Görgüsünü, tecrübesini artırmak isteyen bir genç için biyografi okumak en kestirme yoldur. Hele elimizde tuttuğumuz gibi bir edebiyatçının dilinden yine bir sanatçının hayat hikâyesini okumak ayrıca insanın edebine ayrı bir letâfet, davranışlarına hoş bir zarâfet katacaktır.
Zweig ile bu kitapla tanıştım. Bir Aşkenaz Yahudisi olarak II. Harb-i Umûmînin ‘kasvet’li günlerinde (bkz. Bakara 74) gurbette bulunduğu Brezilya’da hayatına kendi eliyle son vermekten başka bir çıkar yol bulamayan bir yazarın evrak-ı metrûkesinden düzenlenerek vücûda getirilmiş bir eserdir. Yazarı türünde bir magnum opus olması niyetiyle titiz bir araştırma ile kaleme almış. Kitabın son şekli büyük ölçüde yazarı tarafından verilmişse de yalnızca son 1/5’lik kısımda yer yer tekrarlar ve çelişkili ifadelerden eserin tamamlanmadığı anlaşılıyor. O son kısımda da üsluba veya hatıraya saygıdan esasa müessir tadilat yapmayıp Zweig’in adının altına kendi adını ikinci muharrir diye yazdırmayarak mütevazıca dostunun ölümünden sonra ürün vermesini temin eden Richard Friedenthal’i tebrik etmek lazım. Tercüman satırında iki isim gözüküyor ki onlar da kitabın dili Almanca (ayrıca atıflarının ve deyimlerinin dili Fransızca)’ya son derece hâkimler, diğer Can kitaplarında pek rastlanmayan, zorlamalardan uzak, edebî bir Türkçe’yle işlerini yapmışlar.

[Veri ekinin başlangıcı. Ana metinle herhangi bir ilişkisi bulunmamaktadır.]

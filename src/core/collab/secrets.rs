use std::collections::HashMap;
use std::env;

/// Source of named credential strings. Values are handed to task bodies verbatim.
pub trait SecretsProvider: Send + Sync {
    /// Get a secret by key.
    fn get(&self, key: &str) -> Option<String>;

    /// Check if a secret exists.
    fn exists(&self, key: &str) -> bool {
        self.get(key).is_some()
    }
}

/// Reads secrets from environment variables, optionally under a prefix.
///
/// With prefix `HOMEFLOW_`, the key `ALPHA_API_KEY` is read from
/// `HOMEFLOW_ALPHA_API_KEY`. Empty values count as unset.
#[derive(Debug, Clone, Default)]
pub struct EnvSecrets {
    prefix: String,
}

impl EnvSecrets {
    pub fn new(prefix: impl Into<String>) -> Self {
        Self {
            prefix: prefix.into(),
        }
    }
}

impl SecretsProvider for EnvSecrets {
    fn get(&self, key: &str) -> Option<String> {
        env::var(format!("{}{}", self.prefix, key))
            .ok()
            .filter(|value| !value.trim().is_empty())
    }
}

/// Fixed in-memory secrets, for tests and embedding.
#[derive(Debug, Clone, Default)]
pub struct StaticSecrets {
    values: HashMap<String, String>,
}

impl StaticSecrets {
    pub fn new() -> Self {
        Self::default()
    }

    pub fn with(mut self, key: impl Into<String>, value: impl Into<String>) -> Self {
        self.values.insert(key.into(), value.into());
        self
    }
}

impl SecretsProvider for StaticSecrets {
    fn get(&self, key: &str) -> Option<String> {
        self.values.get(key).cloned()
    }
}
use crate::{
    cli::args::{ExplainArgs, ExplainFormat, ListArgs, NextArgs, RunArgs, ServeArgs},
    cli::CommandOutcome,
    core::{
        config::effective_schedule,
        error::FlowError,
        flow::{build_explain_output, flow_to_dot, parse_assignment_for, ParameterValues},
        ConfigLoader, CronSchedule, FlowGraph, FlowRunner, HomeflowConfig, RunResult, Scheduler,
    },
    jobs::{self, JobDefinition, JobDeps},
    Result,
};
use anyhow::{anyhow, bail, Context};
use chrono::Local;
use std::path::Path;

fn load_config(path: Option<&Path>) -> Result<HomeflowConfig> {
    ConfigLoader::load(path).context("loading configuration")
}

fn find_job(name: &str) -> Result<&'static JobDefinition> {
    jobs::find(name)
        .ok_or_else(|| anyhow!("unknown job '{}' (run `homeflow list` to see jobs)", name))
}

fn parse_params(graph: &FlowGraph, raw: &[String]) -> Result<ParameterValues> {
    let mut values = ParameterValues::new();
    for assignment in raw {
        let (name, value) = parse_assignment_for(graph.parameters(), assignment)
            .map_err(|err| anyhow!("[{}] {}", err.code(), err))?;
        values.insert(name, value);
    }
    Ok(values)
}

fn flow_error(err: FlowError) -> anyhow::Error {
    anyhow!("[{}] {}", err.code(), err)
}

fn build_flow(job: &JobDefinition, config: &HomeflowConfig, deps: &JobDeps) -> Result<FlowGraph> {
    job.build(config, deps)
        .map_err(flow_error)
        .with_context(|| format!("building flow for job '{}'", job.name))
}

fn print_run_table(result: &RunResult) {
    println!(
        "{} {} {} ({} ms)",
        result.flow,
        result.run_id,
        match result.status() {
            crate::core::RunStatus::Success => "succeeded",
            crate::core::RunStatus::Failed => "failed",
        },
        result.duration_ms()
    );
    let width = result.tasks.keys().map(String::len).max().unwrap_or(0);
    for (name, record) in &result.tasks {
        let mut line = format!("  {:<width$}  {:<8}", name, record.state.as_str(), width = width);
        if !record.children.is_empty() {
            line.push_str(&format!("  [{} children]", record.children.len()));
        }
        if let Some(error) = &record.error {
            line.push_str(&format!("  {}", error));
        }
        println!("{}", line.trim_end());
    }
}

pub async fn run(args: RunArgs) -> Result<CommandOutcome> {
    let job = find_job(&args.job)?;
    let mut config = load_config(args.config.as_deref())?;
    if let Some(parallel) = args.parallel {
        if parallel == 0 {
            bail!("--parallel must be at least 1");
        }
        config.runner.parallel_limit = parallel;
    }
    let deps = JobDeps::from_config(&config).context("preparing job collaborators")?;
    let graph = build_flow(job, &config, &deps)?;
    let params = parse_params(&graph, &args.params)?;
    let runner =
        FlowRunner::new(config.runner.runner_config()).with_secrets(deps.secrets.clone());

    tracing::info!(job = job.name, tasks = graph.len(), "running job");
    let result = runner
        .run(&graph, params)
        .await
        .map_err(|err| anyhow!("[{}] {}", err.code(), err))
        .with_context(|| format!("starting job '{}'", job.name))?;

    if args.json {
        println!("{}", serde_json::to_string_pretty(&result)?);
    } else {
        print_run_table(&result);
    }

    if result.is_success() {
        Ok(CommandOutcome::Success)
    } else {
        if let Some((task, error)) = result.first_error() {
            tracing::warn!(job = job.name, task, code = %error.code, "job finished with failures");
        }
        Ok(CommandOutcome::TasksFailed)
    }
}

pub async fn serve(args: ServeArgs) -> Result<CommandOutcome> {
    let job = find_job(&args.job)?;
    let config = load_config(args.config.as_deref())?;

    let schedule = match &args.cron {
        Some(expr) => Some(
            CronSchedule::parse(expr)
                .map_err(|err| anyhow!("[{}] {}", err.code(), err))
                .context("parsing --cron")?,
        ),
        None => effective_schedule(&config, job.name, job.default_schedule)?,
    };
    let schedule = schedule.ok_or_else(|| {
        anyhow!(
            "job '{}' has no schedule; pass --cron or set jobs.{}.schedule",
            job.name,
            job.name
        )
    })?;

    let deps = JobDeps::from_config(&config).context("preparing job collaborators")?;
    let graph = build_flow(job, &config, &deps)?;
    let params = parse_params(&graph, &args.params)?;
    let runner =
        FlowRunner::new(config.runner.runner_config()).with_secrets(deps.secrets.clone());
    let scheduler = Scheduler::new(schedule);

    println!("serving {} on '{}'", job.name, scheduler.schedule());
    let mut failed_runs = 0usize;
    let served = tokio::select! {
        summary = scheduler.serve(&graph, &runner, params, args.max_runs, |result| {
            if !result.is_success() {
                failed_runs += 1;
            }
            print_run_table(result);
        }) => Some(summary.map_err(flow_error)?),
        _ = tokio::signal::ctrl_c() => {
            tracing::info!(job = job.name, "interrupted, stopping scheduler");
            None
        }
    };

    if let Some(summary) = served {
        println!(
            "{} runs, {} failed, {} ticks skipped",
            summary.runs, summary.failed_runs, summary.missed_ticks
        );
    }
    if failed_runs > 0 {
        Ok(CommandOutcome::TasksFailed)
    } else {
        Ok(CommandOutcome::Success)
    }
}

pub fn list(args: ListArgs) -> Result<CommandOutcome> {
    let config = load_config(args.config.as_deref())?;
    let width = jobs::registry().iter().map(|job| job.name.len()).max().unwrap_or(0);
    for job in jobs::registry() {
        let schedule = config
            .jobs
            .schedule_override(job.name)
            .or(job.default_schedule)
            .unwrap_or("manual");
        println!(
            "{:<width$}  {:<12}  {}",
            job.name,
            schedule,
            job.description,
            width = width
        );
    }
    Ok(CommandOutcome::Success)
}

pub fn explain(args: ExplainArgs) -> Result<CommandOutcome> {
    let job = find_job(&args.job)?;
    let config = load_config(args.config.as_deref())?;
    let deps = JobDeps::from_config(&config).context("preparing job collaborators")?;
    let graph = build_flow(job, &config, &deps)?;

    match args.format {
        ExplainFormat::Text => print!("{}", build_explain_output(&graph).to_text()),
        ExplainFormat::Dot => println!("{}", flow_to_dot(&graph)),
        ExplainFormat::Json => println!(
            "{}",
            serde_json::to_string_pretty(&build_explain_output(&graph))?
        ),
    }
    Ok(CommandOutcome::Success)
}

pub fn next(args: NextArgs) -> Result<CommandOutcome> {
    let schedule = CronSchedule::parse(&args.expr).map_err(|err| anyhow!("[{}] {}", err.code(), err))?;
    for instant in schedule
        .upcoming(&Local::now(), args.count)
        .map_err(|err| anyhow!("[{}] {}", err.code(), err))?
    {
        println!("{}", instant.to_rfc3339());
    }
    Ok(CommandOutcome::Success)
}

Balzac’a gelince, kısacası tıpkı şimdinin birer “dünya” kurma iddiasındaki J. K. Rowling, Stephenie Meyer, Tolkien, Becca Fitzpatrick, Suzanne Collins gibi çağında bir pop-yazar, şu farkla ki fantastik değil. Uzuncası, Napolyon sonrası 19. asır Fransa’sının edebiyatta roman gemisinin yelkenlerinden biri olarak, günümüzde sosyal medya tarafından yerine getirilen yakın geçmişte sinema ve televizyonun yönettiği o efsunkâr bir o kadar da meş’ûm “âlemlerde” cereyan eden, “pek yakında”, “çok satan”, “korsan”, “dünya ile aynı anda”, “sosyete-magazin”, “paparazzi” gibi tekno-modern kelimelerin ilk işitildiği paradigmada boy göstermiş, asilzade olmadığı halde takıntıyla soyluluk ve servet peşinde koşmuş, bu uğurda işler kurup batırmış, hepsi evli sayısız kadınla düşüp kalkmış, yegâne fazileti çalışkanlık olmakla beraber güç ve zekâsını tenperverlik uğruna ‘sisifos’ gibi tüketerek daha dünyadayken cehennemde yuvarlanan ‘fos’ bir adam… Etkisi Frankofon lisandan, Frankofil hissiyattan, Frankodominyon zihniyetten gelen, adına Dante’den mülhem “İnsaniyet Komedyası” dediği ‘boş söz’ yığını şeyler üretmiş, sureta Asteriks ‘komik’lerindeki Oburiks... Bendeniz gibi okur mukallidi, yazarlık özentisine gösterip de “yaratıcı-yazarlık ancak böyle olur” denirse, ben almayayım üstü kalsın diye düşündüm.
Hülasa, cihan edebiyatında biyografi türünün en iyilerindendir. Tavsiyemdir.. Okuyunuz, ibret alınız efendim.